**Action item**
The word "CompiledGraph" may appear in some lines of the data; copy every such line.

**Provided material**
+++

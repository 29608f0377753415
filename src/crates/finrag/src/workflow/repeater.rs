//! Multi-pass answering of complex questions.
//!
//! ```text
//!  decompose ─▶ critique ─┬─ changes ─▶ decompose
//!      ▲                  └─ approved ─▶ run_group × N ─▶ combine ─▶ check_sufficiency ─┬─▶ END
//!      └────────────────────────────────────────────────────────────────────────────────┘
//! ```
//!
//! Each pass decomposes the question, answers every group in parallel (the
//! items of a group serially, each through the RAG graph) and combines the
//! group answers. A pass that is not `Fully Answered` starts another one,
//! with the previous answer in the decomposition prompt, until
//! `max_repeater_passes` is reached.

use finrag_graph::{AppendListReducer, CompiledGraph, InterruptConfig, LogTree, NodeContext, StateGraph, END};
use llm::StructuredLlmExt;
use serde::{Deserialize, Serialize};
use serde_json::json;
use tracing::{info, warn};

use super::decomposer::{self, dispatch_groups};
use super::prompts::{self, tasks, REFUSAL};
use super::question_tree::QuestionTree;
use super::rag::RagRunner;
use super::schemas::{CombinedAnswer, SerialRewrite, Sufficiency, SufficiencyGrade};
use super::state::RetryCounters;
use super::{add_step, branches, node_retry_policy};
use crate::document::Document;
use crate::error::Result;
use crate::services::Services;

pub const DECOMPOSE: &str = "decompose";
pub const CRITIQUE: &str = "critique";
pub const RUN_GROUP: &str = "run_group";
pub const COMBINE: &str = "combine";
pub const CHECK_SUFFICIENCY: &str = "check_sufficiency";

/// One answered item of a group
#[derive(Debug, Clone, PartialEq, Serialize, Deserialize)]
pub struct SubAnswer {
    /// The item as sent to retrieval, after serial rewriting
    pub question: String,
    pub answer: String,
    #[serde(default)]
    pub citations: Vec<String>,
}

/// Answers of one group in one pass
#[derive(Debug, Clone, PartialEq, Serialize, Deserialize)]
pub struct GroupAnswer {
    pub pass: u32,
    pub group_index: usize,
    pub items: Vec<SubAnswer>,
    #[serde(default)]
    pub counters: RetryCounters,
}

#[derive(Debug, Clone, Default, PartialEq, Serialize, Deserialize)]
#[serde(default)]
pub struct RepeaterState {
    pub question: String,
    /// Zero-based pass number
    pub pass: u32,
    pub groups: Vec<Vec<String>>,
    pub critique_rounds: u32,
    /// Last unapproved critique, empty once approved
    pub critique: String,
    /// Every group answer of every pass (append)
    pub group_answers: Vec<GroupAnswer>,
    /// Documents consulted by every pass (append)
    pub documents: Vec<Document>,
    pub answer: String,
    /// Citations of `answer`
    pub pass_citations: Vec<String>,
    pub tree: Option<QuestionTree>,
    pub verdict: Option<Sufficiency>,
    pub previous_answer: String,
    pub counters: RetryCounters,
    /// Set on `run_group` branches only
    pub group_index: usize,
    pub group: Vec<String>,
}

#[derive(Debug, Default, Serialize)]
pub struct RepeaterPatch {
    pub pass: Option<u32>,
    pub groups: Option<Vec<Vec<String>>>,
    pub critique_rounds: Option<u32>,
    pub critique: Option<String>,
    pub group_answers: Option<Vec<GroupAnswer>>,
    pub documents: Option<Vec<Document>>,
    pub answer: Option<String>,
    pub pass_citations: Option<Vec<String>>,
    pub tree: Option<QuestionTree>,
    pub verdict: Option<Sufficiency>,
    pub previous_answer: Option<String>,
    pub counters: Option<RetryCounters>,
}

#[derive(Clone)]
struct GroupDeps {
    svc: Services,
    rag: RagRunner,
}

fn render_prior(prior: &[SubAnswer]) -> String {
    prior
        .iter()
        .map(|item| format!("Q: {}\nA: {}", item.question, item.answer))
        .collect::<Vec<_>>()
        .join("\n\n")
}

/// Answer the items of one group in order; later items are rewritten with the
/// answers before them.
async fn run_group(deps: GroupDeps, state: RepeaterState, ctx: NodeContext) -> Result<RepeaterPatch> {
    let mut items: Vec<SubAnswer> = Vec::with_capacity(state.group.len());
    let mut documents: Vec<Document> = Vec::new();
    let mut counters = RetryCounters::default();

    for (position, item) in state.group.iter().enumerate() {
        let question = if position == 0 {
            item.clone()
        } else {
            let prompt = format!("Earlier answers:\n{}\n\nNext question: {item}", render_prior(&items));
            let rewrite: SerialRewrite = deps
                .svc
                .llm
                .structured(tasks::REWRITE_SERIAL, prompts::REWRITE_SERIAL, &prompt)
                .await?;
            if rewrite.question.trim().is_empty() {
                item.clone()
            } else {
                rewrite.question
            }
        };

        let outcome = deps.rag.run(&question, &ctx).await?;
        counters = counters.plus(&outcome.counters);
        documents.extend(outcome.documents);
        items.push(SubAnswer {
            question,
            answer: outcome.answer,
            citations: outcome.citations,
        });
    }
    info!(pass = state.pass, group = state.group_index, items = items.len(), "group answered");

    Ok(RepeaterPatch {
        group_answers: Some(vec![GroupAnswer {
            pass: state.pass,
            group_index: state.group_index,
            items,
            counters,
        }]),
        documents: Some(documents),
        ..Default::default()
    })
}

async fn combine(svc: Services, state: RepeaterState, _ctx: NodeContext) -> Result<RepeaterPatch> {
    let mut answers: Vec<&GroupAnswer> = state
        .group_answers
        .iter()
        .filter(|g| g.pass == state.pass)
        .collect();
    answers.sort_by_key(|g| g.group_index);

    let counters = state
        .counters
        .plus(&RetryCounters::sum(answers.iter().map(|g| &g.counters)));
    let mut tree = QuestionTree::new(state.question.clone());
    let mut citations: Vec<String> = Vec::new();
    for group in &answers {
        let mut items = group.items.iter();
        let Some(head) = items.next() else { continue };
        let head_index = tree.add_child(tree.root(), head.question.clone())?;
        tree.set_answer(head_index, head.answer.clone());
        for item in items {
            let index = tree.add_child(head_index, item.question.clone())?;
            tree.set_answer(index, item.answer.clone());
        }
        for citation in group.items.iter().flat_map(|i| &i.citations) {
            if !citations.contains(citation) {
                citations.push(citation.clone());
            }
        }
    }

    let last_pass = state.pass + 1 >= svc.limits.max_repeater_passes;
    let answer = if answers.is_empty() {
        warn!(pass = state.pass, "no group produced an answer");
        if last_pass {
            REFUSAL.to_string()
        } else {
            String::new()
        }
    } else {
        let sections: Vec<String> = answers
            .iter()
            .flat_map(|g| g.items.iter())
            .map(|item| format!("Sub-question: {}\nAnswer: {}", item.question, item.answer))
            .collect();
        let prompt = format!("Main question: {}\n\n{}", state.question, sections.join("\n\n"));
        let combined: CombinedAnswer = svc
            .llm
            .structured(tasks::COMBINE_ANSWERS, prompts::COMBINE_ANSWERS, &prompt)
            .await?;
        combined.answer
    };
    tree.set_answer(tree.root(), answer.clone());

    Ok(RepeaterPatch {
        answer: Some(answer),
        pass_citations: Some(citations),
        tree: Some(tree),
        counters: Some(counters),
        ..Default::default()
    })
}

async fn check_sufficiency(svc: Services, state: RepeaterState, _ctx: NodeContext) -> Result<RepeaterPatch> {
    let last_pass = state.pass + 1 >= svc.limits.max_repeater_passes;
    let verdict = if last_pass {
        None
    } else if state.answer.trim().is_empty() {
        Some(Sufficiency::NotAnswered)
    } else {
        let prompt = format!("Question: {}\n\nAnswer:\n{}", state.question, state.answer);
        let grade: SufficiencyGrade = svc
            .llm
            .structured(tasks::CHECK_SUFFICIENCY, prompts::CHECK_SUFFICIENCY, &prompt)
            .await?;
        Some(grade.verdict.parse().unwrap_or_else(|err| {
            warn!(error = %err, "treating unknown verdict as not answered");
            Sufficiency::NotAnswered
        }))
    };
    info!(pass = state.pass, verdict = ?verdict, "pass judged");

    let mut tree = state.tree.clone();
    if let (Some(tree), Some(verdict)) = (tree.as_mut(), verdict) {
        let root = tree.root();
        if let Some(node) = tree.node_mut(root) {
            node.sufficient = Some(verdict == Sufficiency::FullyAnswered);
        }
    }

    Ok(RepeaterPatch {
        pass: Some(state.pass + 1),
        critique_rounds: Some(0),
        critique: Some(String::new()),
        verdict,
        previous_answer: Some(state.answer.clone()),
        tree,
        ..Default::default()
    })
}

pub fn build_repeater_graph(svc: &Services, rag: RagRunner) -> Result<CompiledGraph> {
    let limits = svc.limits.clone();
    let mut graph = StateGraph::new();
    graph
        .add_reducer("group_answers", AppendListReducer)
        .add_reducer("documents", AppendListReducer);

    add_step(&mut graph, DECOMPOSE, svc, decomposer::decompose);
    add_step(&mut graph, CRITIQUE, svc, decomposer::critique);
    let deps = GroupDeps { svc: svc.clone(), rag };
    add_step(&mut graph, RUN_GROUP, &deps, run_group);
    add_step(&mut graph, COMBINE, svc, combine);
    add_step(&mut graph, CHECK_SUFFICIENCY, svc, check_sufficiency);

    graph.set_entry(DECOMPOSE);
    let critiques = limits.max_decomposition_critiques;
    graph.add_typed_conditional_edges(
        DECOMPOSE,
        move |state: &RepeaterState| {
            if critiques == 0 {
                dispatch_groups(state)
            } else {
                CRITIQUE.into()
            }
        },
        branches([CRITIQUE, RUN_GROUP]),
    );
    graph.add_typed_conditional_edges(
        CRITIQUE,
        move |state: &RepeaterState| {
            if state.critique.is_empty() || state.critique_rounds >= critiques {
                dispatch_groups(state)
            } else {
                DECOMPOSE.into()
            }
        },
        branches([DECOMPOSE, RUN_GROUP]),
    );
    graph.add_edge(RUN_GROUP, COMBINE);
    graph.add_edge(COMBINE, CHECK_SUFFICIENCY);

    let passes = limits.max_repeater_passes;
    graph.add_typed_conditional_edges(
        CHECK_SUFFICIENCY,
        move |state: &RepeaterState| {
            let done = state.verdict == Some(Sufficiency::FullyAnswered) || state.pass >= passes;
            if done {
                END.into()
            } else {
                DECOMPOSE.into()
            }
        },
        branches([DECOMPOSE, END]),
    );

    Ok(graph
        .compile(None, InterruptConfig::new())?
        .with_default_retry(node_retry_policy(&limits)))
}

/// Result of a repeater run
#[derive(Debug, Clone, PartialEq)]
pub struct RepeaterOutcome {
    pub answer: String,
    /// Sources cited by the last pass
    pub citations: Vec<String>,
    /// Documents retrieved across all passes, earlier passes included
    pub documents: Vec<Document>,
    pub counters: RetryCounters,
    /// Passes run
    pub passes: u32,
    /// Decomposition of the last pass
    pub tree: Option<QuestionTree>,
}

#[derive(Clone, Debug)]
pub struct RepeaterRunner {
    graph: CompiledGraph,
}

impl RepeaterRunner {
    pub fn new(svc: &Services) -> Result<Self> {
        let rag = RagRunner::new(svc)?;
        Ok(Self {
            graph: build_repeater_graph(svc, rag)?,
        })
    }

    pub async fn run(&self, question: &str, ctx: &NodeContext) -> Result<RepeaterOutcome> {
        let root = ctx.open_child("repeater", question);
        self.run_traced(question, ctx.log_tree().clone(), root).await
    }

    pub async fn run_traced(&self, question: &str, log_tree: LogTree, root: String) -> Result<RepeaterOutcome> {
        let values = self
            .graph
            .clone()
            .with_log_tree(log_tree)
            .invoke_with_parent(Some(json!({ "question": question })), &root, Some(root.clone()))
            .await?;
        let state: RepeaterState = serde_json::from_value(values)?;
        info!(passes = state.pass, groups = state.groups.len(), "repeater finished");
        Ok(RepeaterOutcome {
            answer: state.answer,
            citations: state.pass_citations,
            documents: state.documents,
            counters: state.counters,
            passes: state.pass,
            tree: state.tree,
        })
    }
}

+++

**Exercise output**
use finrag_graph::{AppendListReducer, CompiledGraph, InterruptConfig, LogTree, NodeContext, StateGraph, END};
pub fn build_repeater_graph(svc: &Services, rag: RagRunner) -> Result<CompiledGraph> {
    graph: CompiledGraph,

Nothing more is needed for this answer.